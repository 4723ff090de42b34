//! Run inputs, outputs, and the two failures that escape a run.

use caduceus_core::{CapabilityRegistry, ProviderError, Step, TransportError, Usage};
use serde::{Deserialize, Serialize};
use serde_json::{Map, Value};

/// Default cycle budget when the caller does not set one.
pub const DEFAULT_MAX_ITERATIONS: u32 = 6;

/// One task for the agent loop.
#[derive(Debug, Clone)]
pub struct RunRequest {
    pub prompt: String,
    /// Replaces the built-in role instructions when set.
    pub system_prompt: Option<String>,
    pub tools: CapabilityRegistry,
    pub max_iterations: u32,
    /// Correlates logs, traces, and the report. Generated when absent.
    pub thread_id: Option<String>,
    /// Opaque caller data, forwarded to the trace sink.
    pub metadata: Map<String, Value>,
}

impl RunRequest {
    pub fn new(prompt: impl Into<String>) -> Self {
        Self {
            prompt: prompt.into(),
            system_prompt: None,
            tools: CapabilityRegistry::new(),
            max_iterations: DEFAULT_MAX_ITERATIONS,
            thread_id: None,
            metadata: Map::new(),
        }
    }

    pub fn with_system_prompt(mut self, system_prompt: impl Into<String>) -> Self {
        self.system_prompt = Some(system_prompt.into());
        self
    }

    pub fn with_tools(mut self, tools: CapabilityRegistry) -> Self {
        self.tools = tools;
        self
    }

    pub fn with_max_iterations(mut self, max_iterations: u32) -> Self {
        self.max_iterations = max_iterations;
        self
    }

    pub fn with_thread_id(mut self, thread_id: impl Into<String>) -> Self {
        self.thread_id = Some(thread_id.into());
        self
    }

    pub fn with_metadata(mut self, key: impl Into<String>, value: Value) -> Self {
        self.metadata.insert(key.into(), value);
        self
    }
}

/// How a run ended.
#[derive(Debug, Clone, PartialEq, Eq, Serialize, Deserialize)]
#[serde(tag = "status", rename_all = "snake_case")]
pub enum Outcome {
    /// The model gave a final answer.
    Answer,
    /// The cycle budget ran out first. No answer is invented.
    Exhausted,
    /// The provider or the transport failed.
    Failed { reason: String },
}

impl Outcome {
    pub fn label(&self) -> &'static str {
        match self {
            Self::Answer => "answer",
            Self::Exhausted => "exhausted",
            Self::Failed { .. } => "failed",
        }
    }
}

/// Everything a finished (or failed) run produced.
#[derive(Debug, Clone, Serialize, Deserialize)]
#[serde(rename_all = "camelCase")]
pub struct RunReport {
    pub thread_id: String,
    pub outcome: Outcome,
    #[serde(default, skip_serializing_if = "Option::is_none")]
    pub answer: Option<String>,
    pub steps: Vec<Step>,
    /// Completed cycles.
    pub iterations: u32,
    /// Distinct capabilities invoked, in first-use order.
    pub tools_used: Vec<String>,
    /// Flattened transcript for audit logs.
    pub reasoning_trace: String,
    pub usage: Usage,
    pub model_calls: u32,
}

impl RunReport {
    pub fn is_answer(&self) -> bool {
        self.outcome == Outcome::Answer
    }
}

/// A failure that ends a run. The partial report carries every step
/// committed before the failure.
#[derive(Debug, thiserror::Error)]
pub enum RunError {
    #[error("provider failed: {source}")]
    Provider {
        source: ProviderError,
        report: Box<RunReport>,
    },

    #[error("transport failed: {source}")]
    Transport {
        source: TransportError,
        report: Box<RunReport>,
    },
}

impl RunError {
    pub fn report(&self) -> &RunReport {
        match self {
            Self::Provider { report, .. } | Self::Transport { report, .. } => report,
        }
    }

    pub fn into_report(self) -> RunReport {
        match self {
            Self::Provider { report, .. } | Self::Transport { report, .. } => *report,
        }
    }

    /// Whether the caller may retry the whole run.
    pub fn is_retryable(&self) -> bool {
        match self {
            Self::Provider { source, .. } => source.is_retryable(),
            Self::Transport { .. } => false,
        }
    }
}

------------------------------

### Required work
Write a verbatim copy of the listing above.

### Your response
repository 4723ff090de42b34
//! Run inputs, outputs, and the two failures that escape a run.

use caduceus_core::{CapabilityRegistry, ProviderError, Step, TransportError, Usage};
use serde::{Deserialize, Serialize};
use serde_json::{Map, Value};

/// Default cycle budget when the caller does not set one.
pub const DEFAULT_MAX_ITERATIONS: u32 = 6;

/// One task for the agent loop.
#[derive(Debug, Clone)]
pub struct RunRequest {
    pub prompt: String,
    /// Replaces the built-in role instructions when set.
    pub system_prompt: Option<String>,
    pub tools: CapabilityRegistry,
    pub max_iterations: u32,
    /// Correlates logs, traces, and the report. Generated when absent.
    pub thread_id: Option<String>,
    /// Opaque caller data, forwarded to the trace sink.
    pub metadata: Map<String, Value>,
}

impl RunRequest {
    pub fn new(prompt: impl Into<String>) -> Self {
        Self {
            prompt: prompt.into(),
            system_prompt: None,
            tools: CapabilityRegistry::new(),
            max_iterations: DEFAULT_MAX_ITERATIONS,
            thread_id: None,
            metadata: Map::new(),
        }
    }

    pub fn with_system_prompt(mut self, system_prompt: impl Into<String>) -> Self {
        self.system_prompt = Some(system_prompt.into());
        self
    }

    pub fn with_tools(mut self, tools: CapabilityRegistry) -> Self {
        self.tools = tools;
        self
    }

    pub fn with_max_iterations(mut self, max_iterations: u32) -> Self {
        self.max_iterations = max_iterations;
        self
    }

    pub fn with_thread_id(mut self, thread_id: impl Into<String>) -> Self {
        self.thread_id = Some(thread_id.into());
        self
    }

    pub fn with_metadata(mut self, key: impl Into<String>, value: Value) -> Self {
        self.metadata.insert(key.into(), value);
        self
    }
}

/// How a run ended.
#[derive(Debug, Clone, PartialEq, Eq, Serialize, Deserialize)]
#[serde(tag = "status", rename_all = "snake_case")]
pub enum Outcome {
    /// The model gave a final answer.
    Answer,
    /// The cycle budget ran out first. No answer is invented.
    Exhausted,
    /// The provider or the transport failed.
    Failed { reason: String },
}

impl Outcome {
    pub fn label(&self) -> &'static str {
        match self {
            Self::Answer => "answer",
            Self::Exhausted => "exhausted",
            Self::Failed { .. } => "failed",
        }
    }
}

/// Everything a finished (or failed) run produced.
#[derive(Debug, Clone, Serialize, Deserialize)]
#[serde(rename_all = "camelCase")]
pub struct RunReport {
    pub thread_id: String,
    pub outcome: Outcome,
    #[serde(default, skip_serializing_if = "Option::is_none")]
    pub answer: Option<String>,
    pub steps: Vec<Step>,
    /// Completed cycles.
    pub iterations: u32,
    /// Distinct capabilities invoked, in first-use order.
    pub tools_used: Vec<String>,
    /// Flattened transcript for audit logs.
    pub reasoning_trace: String,
    pub usage: Usage,
    pub model_calls: u32,
}

impl RunReport {
    pub fn is_answer(&self) -> bool {
        self.outcome == Outcome::Answer
    }
}

/// A failure that ends a run. The partial report carries every step
/// committed before the failure.
#[derive(Debug, thiserror::Error)]
pub enum RunError {
    #[error("provider failed: {source}")]
    Provider {
        source: ProviderError,
        report: Box<RunReport>,
    },

    #[error("transport failed: {source}")]
    Transport {
        source: TransportError,
        report: Box<RunReport>,
    },
}

impl RunError {
    pub fn report(&self) -> &RunReport {
        match self {
            Self::Provider { report, .. } | Self::Transport { report, .. } => report,
        }
    }

    pub fn into_report(self) -> RunReport {
        match self {
            Self::Provider { report, .. } | Self::Transport { report, .. } => *report,
        }
    }

    /// Whether the caller may retry the whole run.
    pub fn is_retryable(&self) -> bool {
        match self {
            Self::Provider { source, .. } => source.is_retryable(),
            Self::Transport { .. } => false,
        }
    }
}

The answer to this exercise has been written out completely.